ACTION ITEM:
Count each line below that has "pairs" anywhere in it. Answer with the total alone.

INPUT DATA:

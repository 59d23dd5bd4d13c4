//! Derived statistics and status filters
//!
//! Statistics are recomputed from the collection on every call; nothing is
//! cached.

use crate::collection::FrameCollection;
use serde::{Deserialize, Serialize};
use simlab_frame::Frame;
use std::fmt::{self, Display, Formatter};
use std::str::FromStr;

/// Aggregate view over a frame collection
#[derive(Debug, Clone, Copy, Default, PartialEq, Eq, Serialize, Deserialize)]
#[serde(rename_all = "camelCase")]
pub struct FrameStatistics {
    /// Number of frames
    pub total: usize,
    /// Frames with a parameter set
    pub complete: usize,
    /// `total - complete`
    pub incomplete: usize,
    /// Sum of duration estimates, unset counted as 0
    pub total_duration_minutes: u64,
    /// `round(100 * complete / total)`, 0 for an empty collection
    pub percent_complete: u32,
}

impl FrameStatistics {
    /// Compute from the (unfiltered) collection
    #[must_use]
    pub fn compute(frames: &FrameCollection) -> Self {
        let total = frames.len();
        let complete = frames.iter().filter(|f| f.is_complete()).count();
        let total_duration_minutes = frames
            .iter()
            .map(|f| u64::from(f.duration_estimate_min().unwrap_or(0)))
            .sum();

        Self {
            total,
            complete,
            incomplete: total - complete,
            total_duration_minutes,
            percent_complete: percent(complete, total),
        }
    }

    /// Fewer frames than recommended
    #[inline]
    #[must_use]
    pub fn has_insufficient_frames(&self, recommended_min: usize) -> bool {
        self.total < recommended_min
    }

    /// Some frame still lacks parameters
    #[inline]
    #[must_use]
    pub fn has_incomplete_frames(&self) -> bool {
        self.incomplete > 0
    }
}

/// Integer percentage rounded half up
fn percent(part: usize, whole: usize) -> u32 {
    if whole == 0 {
        return 0;
    }
    let rounded = (200 * part + whole) / (2 * whole);
    u32::try_from(rounded).unwrap_or(u32::MAX)
}

/// Completeness filter for list views
#[derive(Debug, Clone, Copy, Default, PartialEq, Eq, Hash, Serialize, Deserialize)]
#[serde(rename_all = "lowercase")]
pub enum StatusFilter {
    /// Every frame
    #[default]
    All,
    /// Frames with a parameter set
    Complete,
    /// Frames without a parameter set
    Incomplete,
}

impl StatusFilter {
    /// Whether the frame passes this filter
    #[inline]
    #[must_use]
    pub fn matches(self, frame: &Frame) -> bool {
        match self {
            Self::All => true,
            Self::Complete => frame.is_complete(),
            Self::Incomplete => !frame.is_complete(),
        }
    }

    /// Wire name
    #[must_use]
    pub fn as_str(self) -> &'static str {
        match self {
            Self::All => "all",
            Self::Complete => "complete",
            Self::Incomplete => "incomplete",
        }
    }
}

impl Display for StatusFilter {
    fn fmt(&self, f: &mut Formatter<'_>) -> fmt::Result {
        f.write_str(self.as_str())
    }
}

impl FromStr for StatusFilter {
    type Err = ParseFilterError;

    fn from_str(s: &str) -> Result<Self, Self::Err> {
        match s {
            "all" => Ok(Self::All),
            "complete" => Ok(Self::Complete),
            "incomplete" => Ok(Self::Incomplete),
            other => Err(ParseFilterError(other.to_string())),
        }
    }
}

/// Unknown status filter name
#[derive(Debug, Clone, PartialEq, Eq, thiserror::Error)]
#[error("unknown status filter: {0} (expected all, complete or incomplete)")]
pub struct ParseFilterError(pub String);
//! Bulk parameter suggestions
//!
//! A [`Suggestion`] is an ordered key → value mapping produced by an
//! external [`SuggestionSource`] (an AI vitals generator in production) and
//! merged into one frame in a single operation.

use indexmap::IndexMap;
use serde::{Deserialize, Serialize};
use simlab_catalog::ParameterKey;
use simlab_frame::ParameterValue;

/// Ordered parameter suggestion
///
/// Entries with a `None` value are undefined: they are skipped when the
/// suggestion is applied (neither written nor cleared).
#[derive(Debug, Clone, Default, PartialEq, Serialize, Deserialize)]
#[serde(transparent)]
pub struct Suggestion {
    entries: IndexMap<ParameterKey, Option<ParameterValue>>,
}

impl Suggestion {
    /// Create empty suggestion
    #[inline]
    #[must_use]
    pub fn new() -> Self {
        Self::default()
    }

    /// Add a defined entry
    #[must_use]
    pub fn with(mut self, key: ParameterKey, value: impl Into<ParameterValue>) -> Self {
        self.entries.insert(key, Some(value.into()));
        self
    }

    /// Add an undefined entry
    #[must_use]
    pub fn undefined(mut self, key: ParameterKey) -> Self {
        self.entries.insert(key, None);
        self
    }

    /// Build from wire-level string keys
    ///
    /// Keys outside the catalog are dropped with a warning.
    pub fn from_raw<K, I>(pairs: I) -> Self
    where
        K: AsRef<str>,
        I: IntoIterator<Item = (K, Option<ParameterValue>)>,
    {
        let mut entries = IndexMap::new();
        for (raw, value) in pairs {
            match raw.as_ref().parse::<ParameterKey>() {
                Ok(key) => {
                    entries.insert(key, value);
                }
                Err(e) => tracing::warn!(error = %e, "dropping suggestion entry"),
            }
        }
        Self { entries }
    }

    /// Parse a JSON object such as `{"heartRate": 80, "pupils": null}`
    ///
    /// # Errors
    /// Returns error if the payload is not an object of numbers/strings/nulls
    pub fn from_json_str(payload: &str) -> Result<Self, serde_json::Error> {
        let raw: IndexMap<String, Option<ParameterValue>> = serde_json::from_str(payload)?;
        Ok(Self::from_raw(raw))
    }

    /// All entries in insertion order
    pub fn iter(&self) -> impl Iterator<Item = (ParameterKey, Option<&ParameterValue>)> {
        self.entries.iter().map(|(k, v)| (*k, v.as_ref()))
    }

    /// Defined entries in insertion order
    pub fn defined(&self) -> impl Iterator<Item = (ParameterKey, &ParameterValue)> {
        self.entries
            .iter()
            .filter_map(|(k, v)| v.as_ref().map(|v| (*k, v)))
    }

    /// Number of entries, undefined ones included
    #[inline]
    #[must_use]
    pub fn len(&self) -> usize {
        self.entries.len()
    }

    /// Whether there are no entries
    #[inline]
    #[must_use]
    pub fn is_empty(&self) -> bool {
        self.entries.is_empty()
    }
}

/// Producer of bulk suggestions
pub trait SuggestionSource {
    /// Generate a suggestion
    fn generate(&self) -> Suggestion;
}

/// Canned clinical presentations
#[derive(Debug, Clone, Copy, Default, PartialEq, Eq, Hash, Serialize, Deserialize)]
#[serde(rename_all = "camelCase")]
pub enum VitalsProfile {
    /// Hemodynamically stable adult
    #[default]
    Stable,
    /// Hemorrhagic/hypovolemic shock
    Hypovolemic,
    /// Acute respiratory failure
    Hypoxemic,
}

/// Fixed-output suggestion source
///
/// Stands in for the AI backend: always returns the same vitals for its
/// profile.
#[derive(Debug, Clone, Copy, Default)]
pub struct CannedSuggestionSource {
    profile: VitalsProfile,
}

impl CannedSuggestionSource {
    /// Create source for a profile
    #[inline]
    #[must_use]
    pub fn new(profile: VitalsProfile) -> Self {
        Self { profile }
    }

    /// Profile served by this source
    #[inline]
    #[must_use]
    pub fn profile(&self) -> VitalsProfile {
        self.profile
    }
}

impl SuggestionSource for CannedSuggestionSource {
    fn generate(&self) -> Suggestion {
        use ParameterKey as K;

        match self.profile {
            VitalsProfile::Stable => Suggestion::new()
                .with(K::HeartRate, 78)
                .with(K::SystolicPressure, 120)
                .with(K::DiastolicPressure, 80)
                .with(K::MeanArterialPressure, 93)
                .undefined(K::CentralVenousPressure)
                .with(K::CardiacRhythm, "ritmo sinusal")
                .with(K::RespiratoryRate, 14)
                .with(K::OxygenSaturation, 98)
                .with(K::EndTidalCo2, 38)
                .with(K::Temperature, 36.6)
                .with(K::GlasgowComaScale, 15)
                .with(K::Pupils, "isocóricas e fotorreagentes"),
            VitalsProfile::Hypovolemic => Suggestion::new()
                .with(K::HeartRate, 128)
                .with(K::SystolicPressure, 82)
                .with(K::DiastolicPressure, 50)
                .with(K::MeanArterialPressure, 61)
                .with(K::CentralVenousPressure, 2)
                .with(K::CardiacRhythm, "taquicardia sinusal")
                .with(K::RespiratoryRate, 24)
                .with(K::OxygenSaturation, 95)
                .with(K::Temperature, 35.9)
                .with(K::PeripheralTemperature, 33.0)
                .with(K::GlasgowComaScale, 14),
            VitalsProfile::Hypoxemic => Suggestion::new()
                .with(K::HeartRate, 112)
                .with(K::SystolicPressure, 138)
                .with(K::DiastolicPressure, 86)
                .with(K::RespiratoryRate, 32)
                .with(K::OxygenSaturation, 84)
                .with(K::EndTidalCo2, 52)
                .with(K::InspiredOxygenFraction, 21)
                .with(K::Temperature, 37.8)
                .with(K::GlasgowComaScale, 13)
                .undefined(K::Pupils),
        }
    }
}

#[cfg(test)]
mod tests {
    use super::*;

    #[test]
    fn preserves_insertion_order() {
        let suggestion = Suggestion::new()
            .with(ParameterKey::Temperature, 37.0)
            .with(ParameterKey::HeartRate, 90);
        let keys: Vec<_> = suggestion.iter().map(|(k, _)| k).collect();
        assert_eq!(keys, vec![ParameterKey::Temperature, ParameterKey::HeartRate]);
    }

    #[test]
    fn defined_skips_undefined() {
        let suggestion = Suggestion::new()
            .with(ParameterKey::HeartRate, 90)
            .undefined(ParameterKey::Pupils);
        assert_eq!(suggestion.len(), 2);
        assert_eq!(suggestion.defined().count(), 1);
    }

    #[test]
    fn from_raw_drops_unknown_keys() {
        let suggestion = Suggestion::from_raw(vec![
            ("heartRate", Some(ParameterValue::from(88))),
            ("lactate", Some(ParameterValue::from(4))),
        ]);
        assert_eq!(suggestion.len(), 1);
    }

    #[test]
    fn from_json_keeps_nulls_as_undefined() {
        let suggestion =
            Suggestion::from_json_str(r#"{"heartRate": 80, "pupils": null, "anestheticAgent": "SEVO"}"#)
                .unwrap();
        let entries: Vec<_> = suggestion.iter().collect();
        assert_eq!(entries.len(), 3);
        assert_eq!(entries[1], (ParameterKey::Pupils, None));
        assert_eq!(entries[2].1, Some(&ParameterValue::Text("SEVO".to_string())));
    }

    #[test]
    fn from_json_rejects_non_object() {
        assert!(Suggestion::from_json_str("[1, 2]").is_err());
    }

    #[test]
    fn canned_profiles_are_stable() {
        for profile in [VitalsProfile::Stable, VitalsProfile::Hypovolemic, VitalsProfile::Hypoxemic] {
            let source = CannedSuggestionSource::new(profile);
            assert_eq!(source.generate(), source.generate());
            assert!(source.generate().defined().count() > 5);
        }
    }
}
//! SimLab Frame Editor
//!
//! Authoring model for the stepwise physiological progression of a
//! simulated patient:
//! - Ordered, copy-on-write frame collections
//! - Add/remove/duplicate with identifier renumbering
//! - Single-field and single-parameter updates
//! - Bulk suggestion merge
//! - Derived statistics, status filters and advisories
//! - Save/load through an external gateway
//!
//! # Example
//!
//! ```
//! use simlab_catalog::ParameterKey;
//! use simlab_editor::{EditorConfig, FrameCollectionEditor, ScenarioId};
//!
//! let mut editor = FrameCollectionEditor::new(ScenarioId::new("sepsis-01"), EditorConfig::new());
//! editor.add_frame();
//! let frames = editor.add_frame();
//!
//! let second = frames.get(1).unwrap().id();
//! editor.update_parameter(second, ParameterKey::HeartRate, Some(85.into()));
//!
//! let stats = editor.statistics();
//! assert_eq!(stats.total, 3);
//! assert_eq!(stats.complete, 1);
//! assert_eq!(stats.percent_complete, 33);
//! ```

#![warn(unreachable_pub)]
#![allow(missing_docs)]

// Core modules
pub mod advisory;
pub mod collection;
pub mod config;
pub mod editor;
pub mod error;
pub mod persistence;
pub mod statistics;
pub mod suggestion;

// Re-exports for convenience
pub use advisory::Advisory;
pub use collection::FrameCollection;
pub use config::{ConfigError, EditorConfig};
pub use editor::FrameCollectionEditor;
pub use error::EditorError;
pub use persistence::{GatewayError, InMemoryGateway, PersistenceGateway, ScenarioId};
pub use statistics::{FrameStatistics, ParseFilterError, StatusFilter};
pub use suggestion::{CannedSuggestionSource, Suggestion, SuggestionSource, VitalsProfile};

/// Prelude module for common imports
pub mod prelude {
    //! Common imports for working with the frame editor
    pub use crate::{
        Advisory, EditorConfig, FrameCollection, FrameCollectionEditor, FrameStatistics,
        PersistenceGateway, ScenarioId, StatusFilter, Suggestion, SuggestionSource,
    };
    pub use simlab_catalog::{ParameterCatalog, ParameterKey};
    pub use simlab_frame::{Frame, FrameId, FrameUpdate, ParameterValue, ParticipantType};
}

/// Version of this crate
pub const VERSION: &str = env!("CARGO_PKG_VERSION");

WRITTEN SOLUTION:
2